1ec5 / avim

Vietnamese input method extension (IME) for Firefox, Thunderbird, SeaMonkey, Komodo, etc. — bộ gõ tiếng Việt dành cho Firefox, Thunderbird, SeaMonkey, Komodo, …
http://avim.1ec5.org/
MIT License
46 stars 4 forks source link

Diacritic folding for find bars #28

Open 1ec5 opened 10 years ago

1ec5 commented 10 years ago

Firefox introduced event-based extension hooks to the find bar so that pdf.js can search PDFs. It would be really neat if AVIM could customize in-page find to ignore diacritics until diacritics are added to the search terms. The find engine would probably involve querying for text nodes that match a certain regular expression.

1ec5 commented 10 years ago

The extension hooks assume you’ll handle everything (such as highlighting) yourself, so the code would be rather involved. I need to look at whether XUL/Migemo does something simpler.

1ec5 commented 10 years ago

piroor/xulmigemo isn’t exactly simple, but perhaps I can distill it to just the functionality needed for Vietnamese.

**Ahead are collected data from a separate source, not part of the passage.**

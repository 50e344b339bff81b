// Copyright 2024 Cloud Hypervisor Authors. All rights reserved.
// SPDX-License-Identifier: Apache-2.0

//! Virtual HID host CLI entry point
//!
//! Serves one emulated HID device: requests are read from stdin and
//! responses written to stdout, one JSON object per line. Logs go to
//! stderr.

use std::io::{self, BufRead};
use std::path::PathBuf;
use std::sync::Arc;
use std::sync::atomic::{AtomicBool, Ordering};
use std::thread;
use std::time::Duration;

use anyhow::{Context, anyhow};
use clap::{Arg, ArgAction, ArgMatches, Command, value_parser};
use log::{LevelFilter, error, info};
use simple_logger::SimpleLogger;

use vhid_host::{DeviceParameters, Host, spawn_writer};

fn command() -> Command {
    Command::new("vhid-host")
        .version(clap::crate_version!())
        .author("The Cloud Hypervisor Authors")
        .about("Serve a software-emulated HID device over stdin/stdout")
        .arg(
            Arg::new("params")
                .short('p')
                .long("params")
                .value_name("PATH")
                .value_parser(value_parser!(PathBuf))
                .help("Device parameter file (JSON)"),
        )
        .arg(
            Arg::new("initial-delay-ms")
                .long("initial-delay-ms")
                .value_name("MS")
                .value_parser(value_parser!(u64))
                .help("Delay before the first readiness timer firing"),
        )
        .arg(
            Arg::new("period-ms")
                .long("period-ms")
                .value_name("MS")
                .value_parser(value_parser!(u64))
                .help("Readiness timer period"),
        )
        .arg(
            Arg::new("max-pending-reads")
                .long("max-pending-reads")
                .value_name("N")
                .value_parser(value_parser!(usize))
                .help("Bound on parked read-report requests"),
        )
        .arg(
            Arg::new("grace-ms")
                .long("grace-ms")
                .value_name("MS")
                .value_parser(value_parser!(u64))
                .default_value("10000")
                .help("How long to wait for deferred reads after end of input"),
        )
        .arg(
            Arg::new("verbose")
                .short('v')
                .long("verbose")
                .action(ArgAction::SetTrue)
                .help("Enable verbose logging"),
        )
}

/// Load the parameter file, then apply command line overrides.
fn device_parameters(matches: &ArgMatches) -> anyhow::Result<DeviceParameters> {
    let mut params = match matches.get_one::<PathBuf>("params") {
        Some(path) => DeviceParameters::load(path)?,
        None => DeviceParameters::default(),
    };
    if let Some(&ms) = matches.get_one::<u64>("initial-delay-ms") {
        params.timer.initial_delay_ms = ms;
    }
    if let Some(&ms) = matches.get_one::<u64>("period-ms") {
        params.timer.period_ms = ms;
    }
    if let Some(&max) = matches.get_one::<usize>("max-pending-reads") {
        params.max_pending_reads = Some(max);
    }
    Ok(params)
}

fn main() -> anyhow::Result<()> {
    let matches = command().get_matches();

    let log_level = if matches.get_flag("verbose") {
        LevelFilter::Debug
    } else {
        LevelFilter::Info
    };
    SimpleLogger::new()
        .with_level(log_level)
        .init()
        .context("Failed to initialize logger")?;

    let params = device_parameters(&matches)?;
    let grace = Duration::from_millis(
        matches
            .get_one::<u64>("grace-ms")
            .copied()
            .ok_or_else(|| anyhow!("missing --grace-ms"))?,
    );
    info!("Starting vhid-host with parameters: {params:?}");

    let running = Arc::new(AtomicBool::new(true));
    let r = running.clone();
    ctrlc::set_handler(move || {
        r.store(false, Ordering::SeqCst);
    })
    .context("Failed to install Ctrl+C handler")?;

    let (line_tx, line_rx) = flume::unbounded();
    thread::Builder::new()
        .name("vhid_reader".to_string())
        .spawn(move || {
            for line in io::stdin().lock().lines() {
                if line_tx.send(line).is_err() {
                    break;
                }
            }
        })
        .context("Failed to spawn stdin reader")?;

    let (resp_tx, resp_rx) = flume::unbounded();
    let writer = spawn_writer(io::stdout(), resp_rx).context("Failed to spawn writer")?;

    let host = Host::new(&params, resp_tx).context("Failed to create device")?;
    info!("Device ready, reading requests from stdin");

    let served = host.serve(&line_rx, &running);
    if served.is_ok() && !host.wait_idle(grace, &running) {
        info!("Cancelling reads still pending");
    }

    // Completes anything still parked with Cancelled and closes the
    // response channel.
    drop(host);
    match writer.join() {
        Ok(Ok(())) => {}
        Ok(Err(e)) => error!("Response writer failed: {e}"),
        Err(_) => error!("Response writer panicked"),
    }

    served?;
    info!("vhid-host stopped");
    Ok(())
}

1ec5 commented 8 years ago

https://github.com/mozilla/pdf.js/blob/master/extensions/firefox/content/PdfjsChromeUtils.jsm https://github.com/mozilla/pdf.js/blob/master/extensions/firefox/content/PdfStreamConverter.jsm https://dxr.mozilla.org/mozilla-central/source/browser/extensions/pdfjs/content/PdfjsChromeUtils.jsm https://dxr.mozilla.org/mozilla-central/source/toolkit/modules/Finder.jsm#662 https://dxr.mozilla.org/mozilla-central/source/toolkit/modules/Finder.jsm#632 https://bugzilla.mozilla.org/show_bug.cgi?id=1226963

1ec5 commented 8 years ago

I’m getting closer to a working implementation using a NodeIterator and a function that replaces each vowel with a character class that represents all its precomposed variants. Naturally, NodeIterator isn’t quite as fast as the native nsIFind implementation, but the performance hit is much less noticeable in e10s windows. Once this is done, I’d like to contribute something along these lines to FindBar Tweak to fix Quicksaver/FindBar-Tweak#56.

1ec5 commented 8 years ago

Work is continuing on the find-fold-28 branch. Highlighting is now diacritic-folded, but find and find previous/next are still unimplemented. There will also need to be UI to disable this feature, in case the user doesn’t want diacritic folding or is using a potentially incompatible extension like Migemo or FindBar Tweak.

1ec5 commented 8 years ago

Current status:

And of course, I just realized that there’s been movement on bug 202251 within the past few months. If Firefox gains built-in diacritic folding, all this work could be moot, and I can move on to #56 and maybe reuse the finder script for a regular expression find extension. :joy:

But it all depends on whether it handles the case where ă should match but not a. WebKit and Chromium get this wrong, because they strip all diacritics from both source and query strings for comparison purposes, as the current patch in 202251 does. This comment indicates that Mozilla is at least aware of the need for more nuanced folding.

1ec5 commented 7 years ago

Bug 1,353,790 would provide a formal way for a WebExtensions-based addon to provide synonyms for searches instead of having to reinvent the find bar wheel.